Todays w/o was front squat, BOR, and mil press. I am up to 6 sets of 3 and 2 sets of 2. Still feel strong and enjoying the workouts. The off day recovery workouts really seem to help. Any time I have missed them I seem to be really sore from the Hep routine, but if I get in a recovery w/o I’m just comfortably sore.

After reading Twiceborns info on Hepburn I considered restarting with the revised “A” routine of singles, but I feel good about how the present w/o’s are going so I am going to stick with them until I peak and then start the revised “A” cycle followed by the Revised “B”.

entheogens,
are you cycling between “A” and “B”. Did you gain any weight on your cycle of singles? or just strength?

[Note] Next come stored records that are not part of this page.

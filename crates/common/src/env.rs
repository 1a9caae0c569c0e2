//! Environment/runtime helpers
//!
//! Sanity checks to ensure expected directories exist at startup.

use tracing::warn;

/// Ensure the data directory exists (SQLite files live there); warn when the
/// optional static frontend directory is missing.
pub async fn ensure_env(frontend_dir: Option<&str>, data_dir: &str) -> anyhow::Result<()> {
    if let Some(frontend_dir) = frontend_dir {
        if tokio::fs::metadata(frontend_dir).await.is_err() {
            warn!(%frontend_dir, "frontend assets directory not found; console will not be served");
        }
    }
    tokio::fs::create_dir_all(data_dir)
        .await
        .map_err(|e| anyhow::anyhow!("cannot create {data_dir}: {e}"))?;
    Ok(())
}

#[cfg(test)]
mod tests {
    use super::ensure_env;

    #[tokio::test]
    async fn ensure_env_creates_data_dir() -> anyhow::Result<()> {
        let dir = std::env::temp_dir().join(format!("spa_env_{}", uuid::Uuid::new_v4()));
        let data_dir = dir.to_string_lossy().to_string();
        ensure_env(Some("/nonexistent-frontend-dir"), &data_dir).await?;
        assert!(tokio::fs::metadata(&dir).await?.is_dir());
        let _ = tokio::fs::remove_dir_all(&dir).await;
        Ok(())
    }
}
use std::sync::Arc;

use serde_json::Value;
use tracing::warn;

use super::repository::{mock::MemoryCollectionRepository, CollectionRepository};
use crate::errors::ServiceError;

/// JSON-aware key/value store over a [`CollectionRepository`].
///
/// Writes replace the whole document; concurrent writers race and the last
/// one wins.
///
/// # Examples
/// ```
/// use service::collections::CollectionStore;
/// use serde_json::json;
/// let store = CollectionStore::in_memory();
/// tokio_test::block_on(store.set("members", &json!([{"id": 1}]))).unwrap();
/// let got = tokio_test::block_on(store.get("members")).unwrap();
/// assert_eq!(got, Some(json!([{"id": 1}])));
/// ```
#[derive(Clone)]
pub struct CollectionStore {
    repo: Arc<dyn CollectionRepository>,
}

impl CollectionStore {
    pub fn new(repo: Arc<dyn CollectionRepository>) -> Self {
        Self { repo }
    }

    pub fn in_memory() -> Self {
        Self::new(Arc::new(MemoryCollectionRepository::default()))
    }

    /// Stored value, or `None` when absent. Text that fails to parse is
    /// logged and reported as absent.
    pub async fn get(&self, key: &str) -> Result<Option<Value>, ServiceError> {
        let Some(raw) = self.repo.load(key).await? else {
            return Ok(None);
        };
        match serde_json::from_str::<Value>(&raw) {
            Ok(v) => Ok(Some(v)),
            Err(e) => {
                warn!(collection = %key, err = %e, "stored collection is not valid JSON; treating as empty");
                Ok(None)
            }
        }
    }

    /// Like [`get`](Self::get) but falls back to `[]`.
    pub async fn get_or_empty(&self, key: &str) -> Result<Value, ServiceError> {
        Ok(self.get(key).await?.unwrap_or_else(empty_document))
    }

    /// Array view of a collection; anything that is not an array reads as empty.
    pub async fn get_array(&self, key: &str) -> Result<Vec<Value>, ServiceError> {
        match self.get(key).await? {
            Some(Value::Array(items)) => Ok(items),
            Some(_) => {
                warn!(collection = %key, "expected an array; treating as empty");
                Ok(Vec::new())
            }
            None => Ok(Vec::new()),
        }
    }

    pub async fn set(&self, key: &str, value: &Value) -> Result<(), ServiceError> {
        let text = serde_json::to_string(value)?;
        self.repo.save(key, text).await
    }

    pub async fn seed(&self, key: &str, value: &Value) -> Result<bool, ServiceError> {
        let text = serde_json::to_string(value)?;
        self.repo.insert_if_absent(key, text).await
    }

    pub async fn remove(&self, key: &str) -> Result<bool, ServiceError> {
        self.repo.delete(key).await
    }

    /// Delete every row.
    pub async fn clear(&self) -> Result<u64, ServiceError> {
        self.repo.delete_all().await
    }

    pub async fn exists(&self, key: &str) -> Result<bool, ServiceError> {
        self.repo.exists(key).await
    }

    pub async fn list_keys(&self) -> Result<Vec<String>, ServiceError> {
        self.repo.names().await
    }

    pub async fn ping(&self) -> Result<(), ServiceError> {
        self.repo.ping().await
    }
}

pub fn empty_document() -> Value {
    Value::Array(Vec::new())
}

#[cfg(test)]
mod tests {
    use super::*;
    use serde_json::json;

    #[tokio::test]
    async fn set_get_round_trip() -> Result<(), anyhow::Error> {
        let store = CollectionStore::in_memory();
        let doc = json!([{"id": "m1", "name": "Wang", "balance": 120.5, "tags": ["vip"]}]);
        store.set("members", &doc).await?;
        assert_eq!(store.get("members").await?, Some(doc));
        assert!(store.exists("members").await?);
        Ok(())
    }

    #[tokio::test]
    async fn unparseable_row_reads_as_null() -> Result<(), anyhow::Error> {
        let repo = Arc::new(MemoryCollectionRepository::default());
        repo.put_raw("members", "{not json").await;
        let store = CollectionStore::new(repo);
        assert_eq!(store.get("members").await?, None);
        assert_eq!(store.get_or_empty("members").await?, json!([]));
        assert!(store.get_array("members").await?.is_empty());
        Ok(())
    }

    #[tokio::test]
    async fn object_is_not_an_array() -> Result<(), anyhow::Error> {
        let store = CollectionStore::in_memory();
        store.set("settings", &json!({"shopName": "Blue Spa"})).await?;
        assert!(store.get_array("settings").await?.is_empty());
        assert_eq!(store.get_or_empty("settings").await?, json!({"shopName": "Blue Spa"}));
        Ok(())
    }

    #[tokio::test]
    async fn remove_clear_and_list_keys() -> Result<(), anyhow::Error> {
        let store = CollectionStore::in_memory();
        store.set("staff", &json!([])).await?;
        store.set("cards", &json!([])).await?;
        assert_eq!(store.list_keys().await?, vec!["cards".to_string(), "staff".to_string()]);

        assert!(store.remove("cards").await?);
        assert!(!store.remove("cards").await?);
        assert_eq!(store.get("cards").await?, None);

        assert_eq!(store.clear().await?, 1);
        assert!(store.list_keys().await?.is_empty());
        Ok(())
    }

    #[tokio::test]
    async fn seed_does_not_overwrite() -> Result<(), anyhow::Error> {
        let store = CollectionStore::in_memory();
        store.set("members", &json!([{"id": 1}])).await?;
        assert!(!store.seed("members", &empty_document()).await?);
        assert!(store.seed("cards", &empty_document()).await?);
        assert_eq!(store.get("members").await?, Some(json!([{"id": 1}])));
        Ok(())
    }
}
use chrono::{Duration, Utc};
use jsonwebtoken::{decode, encode, Algorithm, DecodingKey, EncodingKey, Header, Validation};

use super::domain::{Account, Claims};
use super::errors::AuthError;

/// Longest token lifetime accepted; larger values are clamped.
pub const MAX_TTL_HOURS: i64 = 24 * 365;

/// HS256 token issuing and checking with a shared secret.
#[derive(Clone)]
pub struct TokenIssuer {
    encoding: EncodingKey,
    decoding: DecodingKey,
    ttl: Duration,
}

impl TokenIssuer {
    pub fn new(secret: &str, ttl_hours: i64) -> Self {
        Self {
            encoding: EncodingKey::from_secret(secret.as_bytes()),
            decoding: DecodingKey::from_secret(secret.as_bytes()),
            ttl: Duration::hours(ttl_hours.clamp(0, MAX_TTL_HOURS)),
        }
    }

    pub fn issue(&self, account: &Account) -> Result<String, AuthError> {
        let now = Utc::now();
        let claims = Claims {
            sub: account.id.to_string(),
            username: account.username.clone(),
            role: account.role.clone(),
            iat: now.timestamp(),
            exp: now
                .checked_add_signed(self.ttl)
                .ok_or_else(|| AuthError::TokenError("token expiry out of range".into()))?
                .timestamp(),
        };
        encode(&Header::new(Algorithm::HS256), &claims, &self.encoding)
            .map_err(|e| AuthError::TokenError(e.to_string()))
    }

    /// Signature and expiry check. Any failure is reported as `Unauthorized`.
    pub fn verify(&self, token: &str) -> Result<Claims, AuthError> {
        let mut validation = Validation::new(Algorithm::HS256);
        validation.leeway = 0;
        decode::<Claims>(token, &self.decoding, &validation)
            .map(|data| data.claims)
            .map_err(|_| AuthError::Unauthorized)
    }
}

#[cfg(test)]
mod tests {
    use super::*;
    use serde_json::json;

    fn account() -> Account {
        serde_json::from_value(json!({"id": 7, "username": "zhao", "passwordHash": "", "role": "manager"})).unwrap()
    }

    #[test]
    fn issue_then_verify() {
        let issuer = TokenIssuer::new("s3cret", 24);
        let token = issuer.issue(&account()).unwrap();
        let claims = issuer.verify(&token).unwrap();
        assert_eq!(claims.sub, "7");
        assert_eq!(claims.username, "zhao");
        assert_eq!(claims.role, "manager");
        assert_eq!(claims.exp - claims.iat, 24 * 3600);
    }

    #[test]
    fn wrong_secret_or_garbage_is_rejected() {
        let token = TokenIssuer::new("a", 1).issue(&account()).unwrap();
        assert!(matches!(TokenIssuer::new("b", 1).verify(&token), Err(AuthError::Unauthorized)));
        assert!(TokenIssuer::new("a", 1).verify("not.a.jwt").is_err());
    }

    #[test]
    fn expired_token_is_rejected() {
        let issuer = TokenIssuer::new("a", 0);
        let token = issuer.issue(&account()).unwrap();
        std::thread::sleep(std::time::Duration::from_millis(1100));
        assert!(issuer.verify(&token).is_err());
    }

    #[test]
    fn oversized_ttl_is_clamped() {
        let issuer = TokenIssuer::new("a", 1_000_000_000);
        let claims = issuer.verify(&issuer.issue(&account()).unwrap()).unwrap();
        assert_eq!(claims.exp - claims.iat, MAX_TTL_HOURS * 3600);
    }
}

finished my first "cycle’ of Hepburns A routine. Went very good. Felt strong all the way through. Am now starting the revised A routine of singles. I have faith this will work just as well as my first cycle. I’m going to have to increase my calories and see how much clean bodyweight I can gain.

1st workout of singles

warmup then 4 sets of singles which will be built up to 10 sets over the following w/o’s

Front squat 210lbs
BOR 155lbs
Mil Press 150 lbs

good w/o. Felt worked but with lots left in the tank.